INPUT MATERIAL
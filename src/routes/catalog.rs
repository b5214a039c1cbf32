//! Catalog routes: modules, roles and focus areas

use axum::{
    extract::{Query, State},
    Json,
};
use serde::Deserialize;
use std::sync::Arc;

use crate::api::ListResponse;
use crate::app::AppState;
use crate::domain::catalog::{FocusArea, FocusAreaInfo, Module, Role};

#[derive(Debug, Deserialize)]
pub struct ModuleQuery {
    pub focus_area: Option<FocusArea>,
}

/// GET /api/v1/modules
pub async fn list_modules(
    State(state): State<Arc<AppState>>,
    Query(query): Query<ModuleQuery>,
) -> ListResponse<Module> {
    let modules = match query.focus_area {
        Some(area) => state
            .catalog
            .get_modules_by_focus_area(area)
            .into_iter()
            .cloned()
            .collect(),
        None => state.catalog.all_modules().to_vec(),
    };
    ListResponse::new(modules)
}

/// GET /api/v1/roles
pub async fn list_roles(State(state): State<Arc<AppState>>) -> ListResponse<Role> {
    ListResponse::new(state.catalog.all_roles().to_vec())
}

/// GET /api/v1/focus-areas
pub async fn list_focus_areas(State(state): State<Arc<AppState>>) -> Json<Vec<FocusAreaInfo>> {
    Json(state.catalog.focus_areas())
}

WHAT NEEDS TO BE DONE
Copy out each entry above with no deviation.

EXERCISE ANSWER
filename src/routes/catalog.rs
repository b5214a039c1cbf32
//! Catalog routes: modules, roles and focus areas

use axum::{
    extract::{Query, State},
    Json,
};
use serde::Deserialize;
use std::sync::Arc;

use crate::api::ListResponse;
use crate::app::AppState;
use crate::domain::catalog::{FocusArea, FocusAreaInfo, Module, Role};

#[derive(Debug, Deserialize)]
pub struct ModuleQuery {
    pub focus_area: Option<FocusArea>,
}

/// GET /api/v1/modules
pub async fn list_modules(
    State(state): State<Arc<AppState>>,
    Query(query): Query<ModuleQuery>,
) -> ListResponse<Module> {
    let modules = match query.focus_area {
        Some(area) => state
            .catalog
            .get_modules_by_focus_area(area)
            .into_iter()
            .cloned()
            .collect(),
        None => state.catalog.all_modules().to_vec(),
    };
    ListResponse::new(modules)
}

/// GET /api/v1/roles
pub async fn list_roles(State(state): State<Arc<AppState>>) -> ListResponse<Role> {
    ListResponse::new(state.catalog.all_roles().to_vec())
}

/// GET /api/v1/focus-areas
pub async fn list_focus_areas(State(state): State<Arc<AppState>>) -> Json<Vec<FocusAreaInfo>> {
    Json(state.catalog.focus_areas())
}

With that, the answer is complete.